Aim of the exercise =
Beginning at the top of the material, repeat each line exactly, and stop once the line with "checks are pure" has been written.
** Entries provided follows **
//! Group lifecycle validation.
//!
//! `GroupValidator` holds the rules deciding whether a user may create, edit or delete
//! a group and whether a group name is available. The permission checks are pure
//! functions over already loaded domain models so they can be evaluated against both
//! the persisted group and a relocated copy of it.

use sea_orm::{DatabaseConnection, DbErr};

use crate::server::{
    data::{
        group::GroupRepository, location::LocationRepository, reference::StatusRepository,
        user::UserRepository,
    },
    error::{
        auth::{AuthError, DenialReason},
        validation::ValidationError,
        AppError,
    },
    model::{
        group::{Group, GroupPatch, Teacher, UpdateGroupParams},
        reference::Status,
        user::{Role, User},
    },
    validator::is_at_location,
};

pub struct GroupValidator<'a> {
    db: &'a DatabaseConnection,
}

impl<'a> GroupValidator<'a> {
    pub fn new(db: &'a DatabaseConnection) -> Self {
        Self { db }
    }

    /// Loads the persisted group and merges the partial update onto it.
    ///
    /// Every referenced ID in the update is resolved first; fields missing from the
    /// update keep their persisted values.
    ///
    /// # Arguments
    /// - `id` - ID of the group being updated
    /// - `params` - Partial update received from the client
    ///
    /// # Returns
    /// - `Ok(Group)` - The group as it would look after the update
    /// - `Err(AppError::NotFound)` - The group or a referenced location, status or user
    ///   does not exist
    /// - `Err(AppError::ValidationErr(NotATeacher))` - A listed teacher lacks the teacher role
    pub async fn fields_check(&self, id: i32, params: UpdateGroupParams) -> Result<Group, AppError> {
        let persisted = GroupRepository::new(self.db)
            .find_by_id(id)
            .await?
            .ok_or_else(|| AppError::NotFound(format!("Group {} not found", id)))?;

        self.merge_update(&persisted, params).await
    }

    /// Resolves the update's referenced IDs and merges it onto an already loaded group.
    ///
    /// # Returns
    /// - `Ok(Group)` - The group as it would look after the update
    /// - `Err(AppError::NotFound)` - A referenced location, status or user does not exist
    /// - `Err(AppError::ValidationErr(NotATeacher))` - A listed teacher lacks the teacher role
    pub async fn merge_update(
        &self,
        persisted: &Group,
        params: UpdateGroupParams,
    ) -> Result<Group, AppError> {
        let location = match params.location_id {
            Some(location_id) => Some(
                LocationRepository::new(self.db)
                    .find_by_id(location_id)
                    .await?
                    .ok_or_else(|| {
                        AppError::NotFound(format!("Location {} not found", location_id))
                    })?,
            ),
            None => None,
        };

        let status = match params.status_id {
            Some(status_id) => Some(
                StatusRepository::new(self.db)
                    .find_by_id(status_id)
                    .await?
                    .ok_or_else(|| AppError::NotFound(format!("Status {} not found", status_id)))?,
            ),
            None => None,
        };

        let teachers = match params.teacher_ids {
            Some(teacher_ids) => Some(self.resolve_teachers(&teacher_ids).await?),
            None => None,
        };

        let patch = GroupPatch {
            name: params.name,
            location,
            status,
            teachers,
            start_date: params.start_date,
            finish_date: params.finish_date,
        };

        Ok(patch.merge_onto(persisted))
    }

    /// Resolves user IDs into the teachers of a group.
    ///
    /// Duplicate IDs are collapsed.
    ///
    /// # Returns
    /// - `Ok(Vec<Teacher>)` - Teachers ordered by user ID
    /// - `Err(AppError::NotFound)` - An ID matches no user
    /// - `Err(AppError::ValidationErr(NotATeacher))` - A user lacks the teacher role
    pub async fn resolve_teachers(&self, teacher_ids: &[i32]) -> Result<Vec<Teacher>, AppError> {
        let mut ids = teacher_ids.to_vec();
        ids.sort_unstable();
        ids.dedup();

        let users = UserRepository::new(self.db).get_by_ids(&ids).await?;

        if let Some(missing) = ids.iter().find(|id| !users.iter().any(|u| u.id == **id)) {
            return Err(AppError::NotFound(format!("User {} not found", missing)));
        }

        users
            .into_iter()
            .map(|user| match user.role {
                Role::Teacher => Ok(Teacher {
                    id: user.id,
                    username: user.username,
                }),
                Role::Coordinator | Role::Admin => {
                    Err(AppError::from(ValidationError::NotATeacher(user.id)))
                }
            })
            .collect()
    }

    /// Whether no group uses exactly this name.
    pub async fn is_valid(&self, name: &str) -> Result<bool, DbErr> {
        Ok(GroupRepository::new(self.db)
            .find_id_by_name(name)
            .await?
            .is_none())
    }

    /// Whether the group with `id` may carry `name`: the name is free or already its own.
    pub async fn is_valid_group_name(&self, id: i32, name: &str) -> Result<bool, DbErr> {
        let owner = GroupRepository::new(self.db).find_id_by_name(name).await?;

        Ok(owner.is_none_or(|owner_id| owner_id == id))
    }

    /// Coordinators may only manipulate groups of their own location; other roles pass.
    pub fn check_coordinator_location_to_manipulate_group(
        user: &User,
        group: &Group,
    ) -> Result<(), AuthError> {
        match user.role {
            Role::Coordinator if !is_at_location(user, &group.location) => Err(
                AuthError::AccessDenied(DenialReason::CoordinatorManipulateGroup),
            ),
            Role::Teacher | Role::Coordinator | Role::Admin => Ok(()),
        }
    }

    /// Decides whether the user may edit the group.
    ///
    /// - Teachers must be assigned to the group, work at its location and the group's
    ///   current status must not be graduated
    /// - Coordinators must work at the group's location
    /// - Admins may edit any group
    ///
    /// # Arguments
    /// - `user` - The acting user
    /// - `group` - The group whose teachers and location are checked
    /// - `current_status` - The group's persisted status
    pub fn check_group_edit_permissions(
        user: &User,
        group: &Group,
        current_status: &Status,
    ) -> Result<(), AuthError> {
        let denied = |reason| Err(AuthError::AccessDenied(reason));

        match user.role {
            Role::Teacher => {
                let assigned = group.has_teacher(user.id);
                let same_location = is_at_location(user, &group.location);

                if assigned && !same_location {
                    denied(DenialReason::TeacherEditAlienLocation)
                } else if !assigned {
                    denied(DenialReason::TeacherEditNotAssigned)
                } else if current_status.is_graduated() {
                    denied(DenialReason::TeacherEditGroupGraduated)
                } else {
                    Ok(())
                }
            }
            Role::Coordinator if !is_at_location(user, &group.location) => {
                denied(DenialReason::CoordinatorEditAlienLocation)
            }
            Role::Coordinator | Role::Admin => Ok(()),
        }
    }
}
use serde::{Deserialize, Serialize};

#[derive(Debug, Clone, PartialEq, Serialize, Deserialize)]
pub struct LocationDto {
    pub id: i32,
    pub name: String,
}

#[derive(Debug, Clone, PartialEq, Serialize, Deserialize)]
pub struct StatusDto {
    pub id: i32,
    pub name: String,
}

#[derive(Debug, Clone, PartialEq, Serialize, Deserialize)]
pub struct EnglishLevelDto {
    pub id: i32,
    pub name: String,
}

#[derive(Debug, Clone, PartialEq, Serialize, Deserialize)]
pub struct ExpertDto {
    pub id: i32,
    pub expert_name: String,
}

#[derive(Debug, Clone, PartialEq, Serialize, Deserialize)]
pub struct EventTypeDto {
    pub id: i32,
    pub name: String,
    pub is_key_date: bool,
}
** End of Entries provided **
Output of the exercise =
//! Group lifecycle validation.
//!
//! `GroupValidator` holds the rules deciding whether a user may create, edit or delete
//! a group and whether a group name is available. The permission checks are pure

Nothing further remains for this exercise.